Wie erklären Sie sich, dass es immer mehr Menschen in die Berge zieht?

Vor 60 Jahren musste man noch ins Gebirge wollen, heutzutage gibt es in jeder Zeitung einen Reiseteil. Man muss gar nicht selber drauf kommen in die Berge zu gehen, man wird drauf gestoßen. Der Bergsport ist ein riesiger Markt geworden und der Zugang ist viel leichter, man kann alle möglichen Kurse buchen. Es ist wie im Supermarkt wenn sie etwas billiger bekommen, dann wird es häufiger gekauft.

Was hat Sie damals in die Berge getrieben?

Das erste Mal war ich 1946 im Gebirge, wir haben einen Familienausflug mit der Bahn auf den Wendelstein gemacht. Meine Mutter sagte zu mir: Ach, gehen wir doch zu Fuß runter. Das hat mir gefallen. 1953 bin ich dem DAV beigetreten und habe meine ersten Kletterkurse belegt.

Waren Sie mal in einer brenzligen Situation?

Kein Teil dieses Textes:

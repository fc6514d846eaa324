use crate::bundle::{LocalConnectorInfoManager, ScanReport};
use crate::config::ServerSettings;
use crate::connectors::{builtin_bundle, builtin_registry};
use crate::error::Result;
use crate::security;
use crate::server::ConnectorServer;
use std::sync::Arc;
use tokio::signal;
use tracing::{error, info};

/// Scans the built-in connectors plus every configured bundle path.
pub fn build_manager(settings: &ServerSettings) -> Result<(LocalConnectorInfoManager, ScanReport)> {
    LocalConnectorInfoManager::builder(builtin_registry())
        .bundle(builtin_bundle())
        .bundle_paths(settings.bundles.paths.iter().cloned())
        .pool_config(settings.pool.to_pool_config())
        .operation_timeout(settings.operation_timeout())
        .scan()
}

pub async fn run_server(settings: ServerSettings) -> Result<()> {
    security::select_encryptor_factory(&settings.security.encryptor)?;
    security::encryptor_factory()?;

    let (manager, report) = build_manager(&settings)?;
    for excluded in &report.excluded {
        error!(bundle = %excluded.source, reason = %excluded.reason, "Bundle excluded");
    }
    info!(
        bundles = report.loaded.len(),
        connectors = report.connectors,
        "Connector bundles loaded"
    );

    let manager = Arc::new(manager);
    let evictor = manager.spawn_evictor(settings.pool.eviction_interval());
    let server = ConnectorServer::bind(&settings.server, manager).await?;

    let result = server
        .run_until(async {
            if let Err(e) = signal::ctrl_c().await {
                error!(error = %e, "Failed to listen for shutdown signal");
                std::future::pending::<()>().await;
            }
            info!("Received shutdown signal");
        })
        .await;
    evictor.abort();
    result
}
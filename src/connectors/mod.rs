//! Connectors compiled into the host.

pub mod memory;

pub use memory::{MemoryConnector, MemoryConnectorFactory, MEMORY_CONNECTOR_CLASS};

use crate::bundle::{BundleManifest, ConnectorDeclaration, ConnectorFactoryRegistry};
use std::sync::Arc;

pub const BUILTIN_BUNDLE_NAME: &str = "connector-host-builtin";

/// Registry holding every built-in connector class.
pub fn builtin_registry() -> ConnectorFactoryRegistry {
    ConnectorFactoryRegistry::new().with(
        MEMORY_CONNECTOR_CLASS,
        Arc::new(MemoryConnectorFactory::new()),
    )
}

/// Bundle declaring the built-in connectors, versioned with the host.
pub fn builtin_bundle() -> BundleManifest {
    BundleManifest::new(BUILTIN_BUNDLE_NAME, env!("CARGO_PKG_VERSION")).with_connector(
        ConnectorDeclaration::new(MEMORY_CONNECTOR_CLASS)
            .with_display_name("In-memory connector")
            .with_category("testing"),
    )
}
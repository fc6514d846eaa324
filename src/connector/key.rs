use serde::{Deserialize, Serialize};
use std::fmt;

/// Identity of a discoverable connector implementation.
///
/// Equality, ordering and hashing are structural over all three parts.
#[derive(Debug, Clone, PartialEq, Eq, Hash, PartialOrd, Ord, Serialize, Deserialize)]
#[serde(rename_all = "camelCase")]
pub struct ConnectorKey {
    bundle_name: String,
    bundle_version: String,
    connector_name: String,
}

impl ConnectorKey {
    pub fn new(
        bundle_name: impl Into<String>,
        bundle_version: impl Into<String>,
        connector_name: impl Into<String>,
    ) -> Self {
        Self {
            bundle_name: bundle_name.into(),
            bundle_version: bundle_version.into(),
            connector_name: connector_name.into(),
        }
    }

    pub fn bundle_name(&self) -> &str {
        &self.bundle_name
    }

    pub fn bundle_version(&self) -> &str {
        &self.bundle_version
    }

    pub fn connector_name(&self) -> &str {
        &self.connector_name
    }
}

impl fmt::Display for ConnectorKey {
    fn fmt(&self, f: &mut fmt::Formatter<'_>) -> fmt::Result {
        write!(
            f,
            "{}:{}/{}",
            self.bundle_name, self.bundle_version, self.connector_name
        )
    }
}

#[cfg(test)]
mod tests {
    use super::*;
    use std::collections::HashSet;

    #[test]
    fn test_keys_differ_by_any_component() {
        let base = ConnectorKey::new("ldap", "1.0", "LdapConnector");
        let keys = [
            base.clone(),
            ConnectorKey::new("ldap", "1.1", "LdapConnector"),
            ConnectorKey::new("ad", "1.0", "LdapConnector"),
            ConnectorKey::new("ldap", "1.0", "LdifConnector"),
        ];
        let unique: HashSet<_> = keys.iter().cloned().collect();
        assert_eq!(unique.len(), 4);
        assert_eq!(base, ConnectorKey::new("ldap", "1.0", "LdapConnector"));
    }

    #[test]
    fn test_display() {
        let key = ConnectorKey::new("csv", "2.3.0", "CsvConnector");
        assert_eq!(key.to_string(), "csv:2.3.0/CsvConnector");
    }
}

Oh ja. Ich hatte vor meiner Zeit beim DAV einen fürchterlichen Absturz an der Dreitorspitze im Wettersteingebirge. Den habe ich überlebt, weil ich unten in ein Schneefeld gefallen bin. Dabei habe ich mir das Steißbein und den Kiefer gebrochen. Aber dann habe ich mir gedacht: Wow, das ist ja ein richtig ernsthafter Sport, das ist etwas anderes als Fußballspielen. Viele Leute nehmen Abschied vom Gebirge, wenn ihnen was passiert. Bei mir war es genau umgekehrt, ich habe mich noch mehr für das Klettern interessiert.

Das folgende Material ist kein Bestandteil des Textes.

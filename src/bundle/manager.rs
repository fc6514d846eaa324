use super::manifest::BundleManifest;
use super::registry::ConnectorFactoryRegistry;
use crate::connector::{Configuration, ConnectorFactory, ConnectorInfo, ConnectorKey};
use crate::error::{ConfigError, FrameworkError, Result};
use crate::facade::{ConnectorFacade, LocalConnectorFacade};
use crate::pool::{ConnectorPoolManager, PoolConfig};
use serde::Serialize;
use std::collections::BTreeMap;
use std::path::{Path, PathBuf};
use std::sync::Arc;
use std::time::Duration;
use tokio::task::JoinHandle;
use tracing::{debug, info, warn};

/// A bundle left out of discovery and why.
#[derive(Debug, Clone, PartialEq, Eq, Serialize)]
pub struct ExcludedBundle {
    pub source: String,
    pub reason: String,
}

/// Outcome of a bundle scan.
#[derive(Debug, Clone, Default, Serialize)]
pub struct ScanReport {
    pub loaded: Vec<String>,
    pub excluded: Vec<ExcludedBundle>,
    pub connectors: usize,
}

struct LocalEntry {
    info: ConnectorInfo,
    factory: Arc<dyn ConnectorFactory>,
}

pub struct LocalConnectorInfoManagerBuilder {
    registry: ConnectorFactoryRegistry,
    search_paths: Vec<PathBuf>,
    manifests: Vec<BundleManifest>,
    pool_config: PoolConfig,
    operation_timeout: Option<Duration>,
}

impl LocalConnectorInfoManagerBuilder {
    pub fn bundle_path(mut self, path: impl Into<PathBuf>) -> Self {
        self.search_paths.push(path.into());
        self
    }

    pub fn bundle_paths(mut self, paths: impl IntoIterator<Item = PathBuf>) -> Self {
        self.search_paths.extend(paths);
        self
    }

    /// Adds a bundle without a manifest file.
    pub fn bundle(mut self, manifest: BundleManifest) -> Self {
        self.manifests.push(manifest);
        self
    }

    pub fn pool_config(mut self, config: PoolConfig) -> Self {
        self.pool_config = config;
        self
    }

    pub fn operation_timeout(mut self, timeout: Option<Duration>) -> Self {
        self.operation_timeout = timeout;
        self
    }

    /// Reads every manifest and builds the manager.
    ///
    /// Malformed bundles and bundles naming unregistered classes are excluded
    /// and listed in the report. A missing search path or a connector key
    /// declared twice fails the whole scan.
    pub fn scan(self) -> Result<(LocalConnectorInfoManager, ScanReport)> {
        self.pool_config.validate()?;

        let mut report = ScanReport::default();
        let mut candidates: Vec<(String, BundleManifest)> = Vec::new();

        for path in &self.search_paths {
            for manifest_path in manifest_files(path)? {
                let source = manifest_path.display().to_string();
                match BundleManifest::load(&manifest_path) {
                    Ok(manifest) => candidates.push((source, manifest)),
                    Err(e) => {
                        warn!(bundle = %source, error = %e, "Excluding malformed bundle");
                        report.excluded.push(ExcludedBundle {
                            source,
                            reason: e.to_string(),
                        });
                    }
                }
            }
        }
        for manifest in self.manifests {
            let source = format!("{}:{}", manifest.name, manifest.version);
            match manifest.validate() {
                Ok(()) => candidates.push((source, manifest)),
                Err(e) => report.excluded.push(ExcludedBundle {
                    source,
                    reason: e.to_string(),
                }),
            }
        }

        let mut entries: BTreeMap<ConnectorKey, LocalEntry> = BTreeMap::new();
        for (source, manifest) in candidates {
            let resolved = match resolve_bundle(&manifest, &self.registry) {
                Ok(resolved) => resolved,
                Err(reason) => {
                    warn!(bundle = %source, reason = %reason, "Excluding bundle");
                    report.excluded.push(ExcludedBundle { source, reason });
                    continue;
                }
            };

            for entry in resolved {
                let key = entry.info.key().clone();
                if entries.contains_key(&key) {
                    return Err(ConfigError::DuplicateConnectorKey(key).into());
                }
                debug!(connector = %key, "Discovered connector");
                entries.insert(key, entry);
            }
            report.loaded.push(format!("{}:{}", manifest.name, manifest.version));
        }
        report.connectors = entries.len();

        info!(
            bundles = report.loaded.len(),
            excluded = report.excluded.len(),
            connectors = report.connectors,
            "Bundle scan complete"
        );

        let manager = LocalConnectorInfoManager {
            entries,
            pools: Arc::new(ConnectorPoolManager::new(self.pool_config)),
            operation_timeout: self.operation_timeout,
        };
        Ok((manager, report))
    }
}

fn manifest_files(path: &Path) -> Result<Vec<PathBuf>> {
    if !path.exists() {
        return Err(ConfigError::Validation(format!(
            "bundle path does not exist: {}",
            path.display()
        ))
        .into());
    }
    if path.is_file() {
        return Ok(vec![path.to_path_buf()]);
    }

    let entries = std::fs::read_dir(path).map_err(|e| {
        ConfigError::Validation(format!("failed to read bundle path {}: {e}", path.display()))
    })?;

    let mut files = Vec::new();
    for entry in entries {
        let entry = entry.map_err(|e| {
            ConfigError::Validation(format!("failed to read directory entry: {e}"))
        })?;
        let file = entry.path();
        if file.is_file() && BundleManifest::is_manifest_file(&file) {
            files.push(file);
        }
    }
    files.sort();
    Ok(files)
}

fn resolve_bundle(
    manifest: &BundleManifest,
    registry: &ConnectorFactoryRegistry,
) -> std::result::Result<Vec<LocalEntry>, String> {
    manifest
        .connectors
        .iter()
        .map(|declaration| {
            let factory = registry
                .get(&declaration.class)
                .ok_or_else(|| format!("unknown connector class '{}'", declaration.class))?;
            let key = ConnectorKey::new(&manifest.name, &manifest.version, &declaration.class);
            let info = ConnectorInfo::new(
                key,
                declaration
                    .display_name
                    .clone()
                    .unwrap_or_else(|| declaration.class.clone()),
                declaration.category.clone(),
                factory.configuration_schema(),
                factory.capabilities(),
            );
            Ok(LocalEntry { info, factory })
        })
        .collect()
}

/// Connector infos discovered from local bundles, with in-process facades.
pub struct LocalConnectorInfoManager {
    entries: BTreeMap<ConnectorKey, LocalEntry>,
    pools: Arc<ConnectorPoolManager>,
    operation_timeout: Option<Duration>,
}

impl LocalConnectorInfoManager {
    pub fn builder(registry: ConnectorFactoryRegistry) -> LocalConnectorInfoManagerBuilder {
        LocalConnectorInfoManagerBuilder {
            registry,
            search_paths: Vec::new(),
            manifests: Vec::new(),
            pool_config: PoolConfig::default(),
            operation_timeout: None,
        }
    }

    pub fn connector_infos(&self) -> Vec<ConnectorInfo> {
        self.entries.values().map(|e| e.info.clone()).collect()
    }

    pub fn find_connector_info(&self, key: &ConnectorKey) -> Option<&ConnectorInfo> {
        self.entries.get(key).map(|e| &e.info)
    }

    pub fn create_connector_facade(
        &self,
        key: &ConnectorKey,
        configuration: Configuration,
    ) -> Result<Arc<dyn ConnectorFacade>> {
        self.build_facade(key, configuration, None)
    }

    /// Like [`create_connector_facade`](Self::create_connector_facade) with
    /// explicit pool sizing, used when the pool for this configuration is new.
    pub fn create_connector_facade_with(
        &self,
        key: &ConnectorKey,
        configuration: Configuration,
        pool_config: PoolConfig,
    ) -> Result<Arc<dyn ConnectorFacade>> {
        self.build_facade(key, configuration, Some(&pool_config))
    }

    fn build_facade(
        &self,
        key: &ConnectorKey,
        configuration: Configuration,
        pool_config: Option<&PoolConfig>,
    ) -> Result<Arc<dyn ConnectorFacade>> {
        let entry = self
            .entries
            .get(key)
            .ok_or_else(|| FrameworkError::ConnectorNotFound(key.clone()))?;
        let configuration = entry.info.configuration_schema().apply(configuration)?;
        let pool = self
            .pools
            .pool_for(key, &entry.factory, &configuration, pool_config)?;

        Ok(Arc::new(LocalConnectorFacade::new(
            entry.info.clone(),
            entry.factory.clone(),
            pool,
            configuration,
            self.operation_timeout,
        )))
    }

    pub fn pools(&self) -> &Arc<ConnectorPoolManager> {
        &self.pools
    }

    pub fn spawn_evictor(&self, interval: Duration) -> JoinHandle<()> {
        self.pools.spawn_evictor(interval)
    }

    /// Disposes every pooled connector instance.
    pub async fn dispose(&self) {
        self.pools.dispose_all().await;
    }
}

Heute trifft man viele Wanderer und Kletterer in den Bergen. Sind die Menschen der Natur gegenüber rücksichtslos?

Komischerweise habe ich das Gefühl, dass sie eher achtsamer geworden sind. Es waren damals so wenige Leute im Gebirge, dass man sich gar nichts dabei gedacht hat, wenn man am Einstieg eine Milchdose geleert und dann hinter sich ins Tal geworfen hat. Wenn trotzdem viel Müll herumliegt, dann liegt es daran, dass mehr Leute unterwegs sind.

Herr Berger, der DAV setzt sich dafür ein, dass das Klettern olympisch wird. Was halten Sie davon?

Ich halte das für schwachsinnig. Die olympische Idee ist zum Witz geworden, das ist Unterhaltungsindustrie. Selbst das Ringen, eine der Sportarten, die noch aus der Anfangszeit stammt, ist wegen zu geringer Quoten abgeschafft worden. Mit Bergsteigen hat das nichts mehr zu tun. Der Alpenverein sollte sich lieber um das Gebirge kümmern.